Nex Tools

Posted on Apr 27 • Originally published at nextools.hashnode.dev

Claude Code Prompt Engineering Workflow: How I Stopped Wasting Tokens and Got 10x Better Results

#claudecode #ai #workflow #productivity

Originally published on Hashnode. Cross-posted for the DEV.to community.

For the first three months I used Claude Code, my prompts were a mess.

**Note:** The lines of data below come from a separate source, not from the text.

//! In-process backend.
//!
//! Holds root commits, notes refs and identity in memory. Clones share
//! state, and other instances can be registered as named remotes, so two
//! replicas plus push/fetch can be simulated without touching disk. Blob
//! ids are SHA-256 content hashes. Pushes and fetches always overwrite the
//! destination ref.

use std::cell::RefCell;
use std::collections::BTreeMap;
use std::rc::Rc;

use sha2::{Digest, Sha256};

use super::{map_ref, parse_refspec, Backend, NoteBlob, NoteEntry, WriteOutcome};
use crate::error::{Error, Result};

/// target commit -> note content
type NotesTree = BTreeMap<String, String>;

#[derive(Debug, Default)]
struct State {
    roots: Vec<String>,
    commits: Vec<String>,
    refs: BTreeMap<String, NotesTree>,
    identity: Option<String>,
    remotes: BTreeMap<String, MemoryBackend>,
}

/// Shared-state in-memory repository.
#[derive(Debug, Clone, Default)]
pub struct MemoryBackend {
    state: Rc<RefCell<State>>,
}

fn blob_id(content: &str) -> String {
    format!("{:x}", Sha256::digest(content.as_bytes()))
}

impl MemoryBackend {
    /// Empty repository: no commits, no identity.
    #[must_use]
    pub fn new() -> Self {
        Self::default()
    }

    /// Repository with a single root commit and an identity.
    #[must_use]
    pub fn with_root(root: &str) -> Self {
        let backend = Self::new();
        backend.add_root(root);
        backend.set_identity(Some("Test User <test@example.com>"));
        backend
    }

    /// Add a parentless commit reachable from `HEAD`.
    pub fn add_root(&self, commit: &str) {
        let mut state = self.state.borrow_mut();
        state.roots.push(commit.to_string());
        state.commits.push(commit.to_string());
    }

    /// Add a non-root commit.
    pub fn add_commit(&self, commit: &str) {
        self.state.borrow_mut().commits.push(commit.to_string());
    }

    pub fn set_identity(&self, identity: Option<&str>) {
        self.state.borrow_mut().identity = identity.map(str::to_string);
    }

    /// Register `other` under `name` for push and fetch.
    pub fn add_remote(&self, name: &str, other: &MemoryBackend) {
        self.state
            .borrow_mut()
            .remotes
            .insert(name.to_string(), other.clone());
    }

    /// Overwrite a note without any checks, as a concurrent writer would.
    pub fn force_note(&self, notes_ref: &str, target: &str, content: &str) {
        self.state
            .borrow_mut()
            .refs
            .entry(notes_ref.to_string())
            .or_default()
            .insert(target.to_string(), content.to_string());
    }

    fn remote(&self, name: &str) -> Result<MemoryBackend> {
        self.state
            .borrow()
            .remotes
            .get(name)
            .cloned()
            .ok_or_else(|| Error::backend("remote", format!("no such remote '{name}'")))
    }

    /// Copy every ref of `from` matching `refspec` into `to`.
    fn transfer(from: &MemoryBackend, to: &MemoryBackend, refspec: &str) -> Result<()> {
        let (_force, src, dst) = parse_refspec(refspec);
        let copies: Vec<(String, NotesTree)> = from
            .state
            .borrow()
            .refs
            .iter()
            .filter_map(|(name, tree)| map_ref(name, src, dst).map(|d| (d, tree.clone())))
            .collect();
        if copies.is_empty() && !src.ends_with('*') {
            return Err(Error::backend(
                "fetch",
                format!("couldn't find remote ref {src}"),
            ));
        }
        let mut state = to.state.borrow_mut();
        for (name, tree) in copies {
            state.refs.insert(name, tree);
        }
        Ok(())
    }
}

impl Backend for MemoryBackend {
    fn root_commits(&self) -> Result<Vec<String>> {
        Ok(self.state.borrow().roots.clone())
    }

    fn resolve_commit(&self, rev: &str) -> Result<Option<String>> {
        Ok(self
            .state
            .borrow()
            .commits
            .iter()
            .find(|c| c.as_str() == rev || (rev.len() >= 4 && c.starts_with(rev)))
            .cloned())
    }

    fn read_note(&self, notes_ref: &str, target: &str) -> Result<Option<NoteBlob>> {
        Ok(self
            .state
            .borrow()
            .refs
            .get(notes_ref)
            .and_then(|tree| tree.get(target))
            .map(|content| NoteBlob {
                oid: blob_id(content),
                content: content.clone(),
            }))
    }

    fn write_note(
        &self,
        notes_ref: &str,
        target: &str,
        content: &str,
        expected: Option<&str>,
    ) -> Result<WriteOutcome> {
        let current = self.read_note(notes_ref, target)?.map(|n| n.oid);
        if current.as_deref() != expected {
            return Ok(WriteOutcome::Conflict { current });
        }
        self.force_note(notes_ref, target, content);
        Ok(WriteOutcome::Written {
            oid: blob_id(content),
        })
    }

    fn list_notes(&self, notes_ref: &str) -> Result<Vec<NoteEntry>> {
        Ok(self
            .state
            .borrow()
            .refs
            .get(notes_ref)
            .map(|tree| {
                tree.iter()
                    .map(|(target, content)| NoteEntry {
                        blob: blob_id(content),
                        target: target.clone(),
                    })
                    .collect()
            })
            .unwrap_or_default())
    }

    fn identity(&self) -> Result<Option<String>> {
        Ok(self.state.borrow().identity.clone())
    }

    fn push(&self, remote: &str, refspec: &str) -> Result<()> {
        let remote = self.remote(remote)?;
        Self::transfer(self, &remote, refspec)
    }

    fn fetch(&self, remote: &str, refspec: &str) -> Result<()> {
        let remote = self.remote(remote)?;
        Self::transfer(&remote, self, refspec)
    }
}

#[cfg(test)]
mod tests {
    use super::*;

    const REF: &str = "refs/notes/nt/issues";

    #[test]
    fn test_compare_and_swap() {
        let backend = MemoryBackend::with_root("c0");
        let WriteOutcome::Written { oid } = backend.write_note(REF, "c0", "one", None).unwrap()
        else {
            panic!("first write should succeed");
        };
        assert!(matches!(
            backend.write_note(REF, "c0", "two", None).unwrap(),
            WriteOutcome::Conflict { .. }
        ));
        assert!(matches!(
            backend.write_note(REF, "c0", "two", Some(&oid)).unwrap(),
            WriteOutcome::Written { .. }
        ));
    }

    #[test]
    fn test_push_and_fetch_between_replicas() {
        let a = MemoryBackend::with_root("c0");
        let b = MemoryBackend::with_root("c0");
        a.add_remote("origin", &b);

        a.force_note(REF, "c0", "from a");
        a.push("origin", "refs/notes/nt/*:refs/notes/nt/*").unwrap();
        assert_eq!(b.read_note(REF, "c0").unwrap().unwrap().content, "from a");

        b.force_note(REF, "c0", "from b");
        a.fetch("origin", &format!("+{REF}:{REF}")).unwrap();
        assert_eq!(a.read_note(REF, "c0").unwrap().unwrap().content, "from b");
    }

    #[test]
    fn test_fetch_missing_ref_fails() {
        let a = MemoryBackend::with_root("c0");
        let b = MemoryBackend::with_root("c0");
        a.add_remote("origin", &b);
        assert!(a.fetch("origin", &format!("+{REF}:{REF}")).is_err());
        assert!(a.push("nowhere", REF).is_err());
    }
}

I'd type a sentence, get back something close to what I wanted, type a correction, get something else, and burn through tokens correcting things I should have specified upfront. My output was inconsistent, my context window filled up with noise, and I blamed the model when the problem was on my side of the keyboard.

Then I started treating prompts like code. I version them, I review them, I iterate on them deliberately, and I keep a library of patterns that work. The difference in output quality and speed is not subtle. This is the workflow I use now and what I'd tell my past self.

The Mistake That Cost Me 6 Weeks

I was approaching prompts like conversation. Throw something at the model, see what comes back, refine. That works for casual queries. It does not work when you're shipping code, generating content at scale, or running production workflows.

The problem with conversational prompting at scale: every prompt is one-off, every result is non-reproducible, and every improvement gets lost the next time you start a session. You're rebuilding context from scratch every time.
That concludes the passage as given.